[Brief]: Write out all the data below exactly.
++++
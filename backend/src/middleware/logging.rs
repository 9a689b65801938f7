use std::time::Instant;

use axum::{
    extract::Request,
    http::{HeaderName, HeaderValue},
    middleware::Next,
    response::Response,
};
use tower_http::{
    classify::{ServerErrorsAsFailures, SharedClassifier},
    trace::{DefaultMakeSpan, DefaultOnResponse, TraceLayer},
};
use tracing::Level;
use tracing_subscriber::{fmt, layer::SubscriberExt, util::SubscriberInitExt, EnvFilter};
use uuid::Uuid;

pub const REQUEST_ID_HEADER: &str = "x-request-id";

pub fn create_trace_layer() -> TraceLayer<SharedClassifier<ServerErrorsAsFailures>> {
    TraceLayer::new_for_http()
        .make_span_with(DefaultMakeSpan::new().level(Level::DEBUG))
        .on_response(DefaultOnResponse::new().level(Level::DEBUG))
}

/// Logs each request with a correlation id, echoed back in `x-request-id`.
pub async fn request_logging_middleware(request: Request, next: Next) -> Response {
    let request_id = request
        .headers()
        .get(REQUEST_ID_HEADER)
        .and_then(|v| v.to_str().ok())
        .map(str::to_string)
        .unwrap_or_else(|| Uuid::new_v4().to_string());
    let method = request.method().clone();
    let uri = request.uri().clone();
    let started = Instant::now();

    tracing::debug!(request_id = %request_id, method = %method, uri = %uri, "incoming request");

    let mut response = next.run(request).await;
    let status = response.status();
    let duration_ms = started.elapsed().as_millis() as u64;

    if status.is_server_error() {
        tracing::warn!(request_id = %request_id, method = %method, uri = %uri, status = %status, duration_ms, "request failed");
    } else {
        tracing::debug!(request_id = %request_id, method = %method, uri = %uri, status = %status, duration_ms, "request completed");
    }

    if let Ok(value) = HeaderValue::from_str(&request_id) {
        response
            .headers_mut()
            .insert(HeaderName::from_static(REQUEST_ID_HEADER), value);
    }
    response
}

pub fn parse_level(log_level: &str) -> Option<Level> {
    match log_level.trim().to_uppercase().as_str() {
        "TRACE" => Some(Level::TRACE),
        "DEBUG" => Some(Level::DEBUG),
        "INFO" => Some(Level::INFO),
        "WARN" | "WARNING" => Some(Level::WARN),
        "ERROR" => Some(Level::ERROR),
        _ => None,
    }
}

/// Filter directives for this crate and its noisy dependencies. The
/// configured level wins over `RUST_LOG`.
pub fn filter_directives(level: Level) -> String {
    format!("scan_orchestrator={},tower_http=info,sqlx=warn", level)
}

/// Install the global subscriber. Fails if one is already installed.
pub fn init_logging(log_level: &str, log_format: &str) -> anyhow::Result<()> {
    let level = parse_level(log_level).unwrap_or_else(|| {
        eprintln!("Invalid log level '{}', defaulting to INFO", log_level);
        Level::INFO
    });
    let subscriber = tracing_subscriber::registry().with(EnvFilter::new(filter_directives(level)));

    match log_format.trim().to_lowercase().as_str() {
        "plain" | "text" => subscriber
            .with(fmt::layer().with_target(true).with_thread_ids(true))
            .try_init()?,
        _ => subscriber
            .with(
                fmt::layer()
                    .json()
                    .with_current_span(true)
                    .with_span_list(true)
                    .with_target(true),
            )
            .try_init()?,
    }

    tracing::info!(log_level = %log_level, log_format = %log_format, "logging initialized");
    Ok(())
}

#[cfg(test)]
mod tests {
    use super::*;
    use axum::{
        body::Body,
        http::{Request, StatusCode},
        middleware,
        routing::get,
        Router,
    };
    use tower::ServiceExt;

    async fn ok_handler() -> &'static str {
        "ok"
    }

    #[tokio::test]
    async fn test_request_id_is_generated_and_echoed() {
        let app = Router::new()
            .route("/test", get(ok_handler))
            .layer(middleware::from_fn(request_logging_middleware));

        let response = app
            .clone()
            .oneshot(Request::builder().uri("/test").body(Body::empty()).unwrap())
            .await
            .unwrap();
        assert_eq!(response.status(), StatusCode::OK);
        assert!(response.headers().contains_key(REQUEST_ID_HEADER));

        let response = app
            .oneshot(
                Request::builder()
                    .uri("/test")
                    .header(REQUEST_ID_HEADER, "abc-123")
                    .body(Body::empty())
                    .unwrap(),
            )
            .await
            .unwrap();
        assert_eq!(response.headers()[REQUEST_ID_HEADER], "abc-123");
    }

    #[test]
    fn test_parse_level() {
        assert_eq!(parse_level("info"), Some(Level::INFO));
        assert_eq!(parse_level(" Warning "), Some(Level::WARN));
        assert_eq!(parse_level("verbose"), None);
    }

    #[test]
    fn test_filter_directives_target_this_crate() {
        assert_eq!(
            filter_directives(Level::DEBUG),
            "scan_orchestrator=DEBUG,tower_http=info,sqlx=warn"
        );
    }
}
++++
[Solution to the problem]:
filename backend/src/middleware/logging.rs
repository 9a689b65801938f7
use std::time::Instant;

use axum::{
    extract::Request,
    http::{HeaderName, HeaderValue},
    middleware::Next,
    response::Response,
};
use tower_http::{
    classify::{ServerErrorsAsFailures, SharedClassifier},
    trace::{DefaultMakeSpan, DefaultOnResponse, TraceLayer},
};
use tracing::Level;
use tracing_subscriber::{fmt, layer::SubscriberExt, util::SubscriberInitExt, EnvFilter};
use uuid::Uuid;

pub const REQUEST_ID_HEADER: &str = "x-request-id";

pub fn create_trace_layer() -> TraceLayer<SharedClassifier<ServerErrorsAsFailures>> {
    TraceLayer::new_for_http()
        .make_span_with(DefaultMakeSpan::new().level(Level::DEBUG))
        .on_response(DefaultOnResponse::new().level(Level::DEBUG))
}

/// Logs each request with a correlation id, echoed back in `x-request-id`.
pub async fn request_logging_middleware(request: Request, next: Next) -> Response {
    let request_id = request
        .headers()
        .get(REQUEST_ID_HEADER)
        .and_then(|v| v.to_str().ok())
        .map(str::to_string)
        .unwrap_or_else(|| Uuid::new_v4().to_string());
    let method = request.method().clone();
    let uri = request.uri().clone();
    let started = Instant::now();

    tracing::debug!(request_id = %request_id, method = %method, uri = %uri, "incoming request");

    let mut response = next.run(request).await;
    let status = response.status();
    let duration_ms = started.elapsed().as_millis() as u64;

    if status.is_server_error() {
        tracing::warn!(request_id = %request_id, method = %method, uri = %uri, status = %status, duration_ms, "request failed");
    } else {
        tracing::debug!(request_id = %request_id, method = %method, uri = %uri, status = %status, duration_ms, "request completed");
    }

    if let Ok(value) = HeaderValue::from_str(&request_id) {
        response
            .headers_mut()
            .insert(HeaderName::from_static(REQUEST_ID_HEADER), value);
    }
    response
}

pub fn parse_level(log_level: &str) -> Option<Level> {
    match log_level.trim().to_uppercase().as_str() {
        "TRACE" => Some(Level::TRACE),
        "DEBUG" => Some(Level::DEBUG),
        "INFO" => Some(Level::INFO),
        "WARN" | "WARNING" => Some(Level::WARN),
        "ERROR" => Some(Level::ERROR),
        _ => None,
    }
}

/// Filter directives for this crate and its noisy dependencies. The
/// configured level wins over `RUST_LOG`.
pub fn filter_directives(level: Level) -> String {
    format!("scan_orchestrator={},tower_http=info,sqlx=warn", level)
}

/// Install the global subscriber. Fails if one is already installed.
pub fn init_logging(log_level: &str, log_format: &str) -> anyhow::Result<()> {
    let level = parse_level(log_level).unwrap_or_else(|| {
        eprintln!("Invalid log level '{}', defaulting to INFO", log_level);
        Level::INFO
    });
    let subscriber = tracing_subscriber::registry().with(EnvFilter::new(filter_directives(level)));

    match log_format.trim().to_lowercase().as_str() {
        "plain" | "text" => subscriber
            .with(fmt::layer().with_target(true).with_thread_ids(true))
            .try_init()?,
        _ => subscriber
            .with(
                fmt::layer()
                    .json()
                    .with_current_span(true)
                    .with_span_list(true)
                    .with_target(true),
            )
            .try_init()?,
    }

    tracing::info!(log_level = %log_level, log_format = %log_format, "logging initialized");
    Ok(())
}

#[cfg(test)]
mod tests {
    use super::*;
    use axum::{
        body::Body,
        http::{Request, StatusCode},
        middleware,
        routing::get,
        Router,
    };
    use tower::ServiceExt;

    async fn ok_handler() -> &'static str {
        "ok"
    }

    #[tokio::test]
    async fn test_request_id_is_generated_and_echoed() {
        let app = Router::new()
            .route("/test", get(ok_handler))
            .layer(middleware::from_fn(request_logging_middleware));

        let response = app
            .clone()
            .oneshot(Request::builder().uri("/test").body(Body::empty()).unwrap())
            .await
            .unwrap();
        assert_eq!(response.status(), StatusCode::OK);
        assert!(response.headers().contains_key(REQUEST_ID_HEADER));

        let response = app
            .oneshot(
                Request::builder()
                    .uri("/test")
                    .header(REQUEST_ID_HEADER, "abc-123")
                    .body(Body::empty())
                    .unwrap(),
            )
            .await
            .unwrap();
        assert_eq!(response.headers()[REQUEST_ID_HEADER], "abc-123");
    }

    #[test]
    fn test_parse_level() {
        assert_eq!(parse_level("info"), Some(Level::INFO));
        assert_eq!(parse_level(" Warning "), Some(Level::WARN));
        assert_eq!(parse_level("verbose"), None);
    }

    #[test]
    fn test_filter_directives_target_this_crate() {
        assert_eq!(
            filter_directives(Level::DEBUG),
            "scan_orchestrator=DEBUG,tower_http=info,sqlx=warn"
        );
    }
}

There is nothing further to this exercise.